Pro Mujer commits to reaching three million people in northern Central America by bringing access to finance and entrepreneurship support directly, and with the collaboration of local partners, to vulnerable communities, including low-income families, rural and indigenous populations. In addition, Pro Mujer commits to structuring and launching blended finance vehicles that provide capital, technical assistance, and capacity building support to micro, small and medium Enterprises (MSMEs) in northern Central America. This critical support to MSMEs and the services Pro Mujer intends to bring to individuals and families will together have a transformative effect on these communities and directly address the root causes of migration from the region.
U.S.-based Root Capital invests in the growth of agricultural enterprises that are building a more prosperous, inclusive, and resilient future for rural communities. It expands access to finance for enterprises whose credit needs are too big for microfinance and too risky for commercial banks, distributing to date $1.6 billion to improve the lives of more than 10 million people in farming families. Root Capital commits to lending an additional $1.4 million in Guatemala in partnership with USAID as part of the Guatemala Entrepreneurship Development and Innovation (GEDI) Initiative, which will help small businesses grow and access capital.
Starbucks works to help strengthen communities around the world, through its commitment to sourcing coffee responsibly for the betterment of people and planet. Starbucks is one of the largest buyers of high quality arabica coffee in Guatemala, verified as ethically sourced by Coffee and Farmer Equity (C.A.F.E.) Practices standards. Starbucks committed $15 million to USAID’s Guatemala Entrepreneurship Development and Innovation (GEDI) Initiative, and will collaborate with the Aspen Network of Development Entrepreneurs (ANDE) on efforts to strengthen the entrepreneurial ecosystem for small and growing businesses in Guatemala, including those that involve smallholder coffee farmers. This work will continue Starbucks’ efforts to support coffee farming communities, through access to information and resources, education, economic empowerment for women, and climate and community resiliency.

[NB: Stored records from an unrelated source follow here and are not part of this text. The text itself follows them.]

async fn get_hangman_games(
    State(state): State<AppState>,
    Path(word_list_id): Path<u64>,
    Query(query): Query<HangmanQuery>,
) -> std::result::Result<Json<HangmanBank>, ApiError> {
    let list = load_word_list(&state, word_list_id).await?;
    let game = Game::new(list.word_infos());
    Ok(Json(game.generate_hangman_games(query.route.unwrap_or(1))))
}

async fn get_word_info(
    State(state): State<AppState>,
    Path(word_id): Path<u64>,
) -> std::result::Result<Json<Word>, ApiError> {
    let word = state
        .storage
        .get_word(word_id)
        .await?
        .ok_or_else(|| ApiError::not_found(format!("Word ID {} not found", word_id)))?;

    load_word_list(&state, word.word_list_id).await?;
    Ok(Json(word))
}

#[cfg(test)]
mod tests {
    use super::*;
    use crate::completion::LlmError;
    use crate::completion::mock::{ScriptedClient, ok};
    use crate::generator::WORD_LIST_ERROR;

    const OCEAN_WORDS: &str = r#"{"words": [{"word": "Sea", "definition": "Large body of salt water"}, {"word": "Reef", "definition": "Ridge of coral"}]}"#;
    const VALID_TOPIC: &str = r#"{"isValid": true, "reason": ""}"#;

    fn state_with(client: Arc<ScriptedClient>) -> AppState {
        AppState {
            generator: WordListGenerator::new(client, GeneratorSettings::default()),
            storage: Arc::new(Storage::memory()),
        }
    }

    fn games_query(topic: &str, difficulty: &str) -> Query<GamesQuery> {
        Query(GamesQuery {
            topic: topic.to_string(),
            difficulty: difficulty.to_string(),
        })
    }

    fn word_list_query(topic: &str) -> Query<WordListQuery> {
        Query(WordListQuery {
            topic: topic.to_string(),
            difficulty: Some("Easy".to_string()),
        })
    }

    #[tokio::test]
    async fn greeting_names_the_api() {
        let Json(body) = greeting().await;
        assert_eq!(body["message"], "SpellTrain II API");
    }

    #[tokio::test]
    async fn retrieve_games_returns_words() {
        let state = state_with(ScriptedClient::with(vec![ok(OCEAN_WORDS)]));
        let Json(words) = retrieve_games(State(state), games_query("Ocean", "Easy"))
            .await
            .unwrap();

        assert_eq!(words.len(), 2);
        assert!(words.iter().all(|w| !w.is_self_referential()));
    }

    #[tokio::test]
    async fn retrieve_games_rejects_unknown_difficulty() {
        let client = ScriptedClient::with(vec![]);
        let err = retrieve_games(State(state_with(client.clone())), games_query("Ocean", "Expert"))
            .await
            .unwrap_err();

        assert_eq!(err.status(), StatusCode::BAD_REQUEST);
        assert!(client.requests().is_empty());
    }

    #[tokio::test]
    async fn generation_failure_hides_internal_cause() {
        let client = ScriptedClient::with(vec![Err(LlmError::Upstream(
            "status 401: invalid api key sk-secret".to_string(),
        ))]);
        let err = retrieve_games(State(state_with(client)), games_query("Ocean", "Easy"))
            .await
            .unwrap_err();

        assert_eq!(err.status(), StatusCode::INTERNAL_SERVER_ERROR);
        assert_eq!(err.message(), WORD_LIST_ERROR);
    }

    #[tokio::test]
    async fn word_list_is_generated_then_reused() {
        let client = ScriptedClient::with(vec![ok(VALID_TOPIC), ok(OCEAN_WORDS), ok(VALID_TOPIC)]);
        let state = state_with(client.clone());

        let Json(created) =
            create_generative_word_list(State(state.clone()), word_list_query("  ocean  "))
                .await
                .unwrap();
        assert_eq!(created.title, "Ocean");
        assert_eq!(created.difficulty, Difficulty::Easy);
        assert_eq!(created.words.len(), 2);

        let Json(again) = create_generative_word_list(State(state), word_list_query("OCEAN"))
            .await
            .unwrap();
        assert_eq!(again.id, created.id);
        assert_eq!(client.requests().len(), 3);
    }

    #[tokio::test]
    async fn invalid_topic_returns_reason() {
        let client = ScriptedClient::with(vec![ok(
            r#"{"isValid": false, "reason": "Topic is not appropriate"}"#,
        )]);
        let err = create_generative_word_list(State(state_with(client)), word_list_query("Nonsense"))
            .await
            .unwrap_err();

        assert_eq!(err.status(), StatusCode::BAD_REQUEST);
        assert_eq!(err.message(), "Topic is not appropriate");
    }

    #[tokio::test]
    async fn short_topic_is_rejected_before_model_call() {
        let client = ScriptedClient::with(vec![]);
        let state = state_with(client.clone());
        for topic in ["a", "    "] {
            let err = create_generative_word_list(State(state.clone()), word_list_query(topic))
                .await
                .unwrap_err();
            assert_eq!(err.status(), StatusCode::BAD_REQUEST);
        }
        assert!(client.requests().is_empty());
    }

    #[tokio::test]
    async fn missing_word_list_is_not_found() {
        let state = state_with(ScriptedClient::with(vec![]));
        let err = get_word_list(State(state.clone()), Path(7)).await.unwrap_err();
        assert_eq!(err.status(), StatusCode::NOT_FOUND);
        assert_eq!(err.message(), "Word list not found");

        let err = get_word_info(State(state), Path(3)).await.unwrap_err();
        assert_eq!(err.message(), "Word ID 3 not found");
    }

    #[tokio::test]
    async fn more_words_are_appended() {
        let client = ScriptedClient::with(vec![ok(
            r#"{"words": [{"word": "Tide", "definition": "Rise and fall"}, {"word": "sea", "definition": "Salt water"}]}"#,
        )]);
        let state = state_with(client);
        let list = state
            .storage
            .create_word_list(
                "Ocean",
                Difficulty::Easy,
                &[WordInfo::new("Sea", "Large body of salt water")],
            )
            .await
            .unwrap();

        let Json(updated) = get_more_words(State(state.clone()), Path(list.id)).await.unwrap();
        assert_eq!(updated.word_texts(), vec!["Sea", "Tide"]);

        let Json(tide) = get_word_info(State(state), Path(updated.words[1].id))
            .await
            .unwrap();
        assert_eq!(tide.definition, "Rise and fall");
    }

    #[tokio::test]
    async fn hangman_bank_for_stored_list() {
        let state = state_with(ScriptedClient::with(vec![]));
        let list = state
            .storage
            .create_word_list(
                "Harry Potter",
                Difficulty::Medium,
                &[
                    WordInfo::new("Wand", "Stick for a wand spell"),
                    WordInfo::new("Owl", "Bird that delivers mail"),
                ],
            )
            .await
            .unwrap();

        let Json(bank) = get_hangman_games(
            State(state),
            Path(list.id),
            Query(HangmanQuery { route: Some(5) }),
        )
        .await
        .unwrap();

        assert_eq!(bank.len(), 2);
        let level1 = &bank.level("level1").unwrap()[0];
        assert_eq!(level1.hint, "Stick for a ____ spell");
        assert_eq!(level1.difficulty, Difficulty::Hard);
    }

    #[test]
    fn api_error_maps_error_kinds() {
        let err = ApiError::from(crate::Error::NotFound("gone".to_string()));
        assert_eq!(err.status(), StatusCode::NOT_FOUND);

        let err = ApiError::from(crate::Error::Storage("redis down".to_string()));
        assert_eq!(err.status(), StatusCode::INTERNAL_SERVER_ERROR);
        assert_eq!(err.message(), "Internal server error");
    }
}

Tent Partnership for Refugees
The Tent Partnership pledges to share best practices and lessons learned with the Partnership for Central America. In addition, Tent will leverage its business network to raise awareness of the root causes of migration and how companies can help improve conditions in Central America.
World Economic Forum
The World Economic Forum will convene a network of committed actors over time, with a special focus on the role that long-term, sustainable investment can play in transforming the lives and well-being of citizens throughout the area. To do so, the Forum would facilitate collaboration between governments, civil society, business, development institutions, and others to address the root causes of migration and for northern Central American countries to realize their potential towards sustainable and inclusive growth and for quality job creation.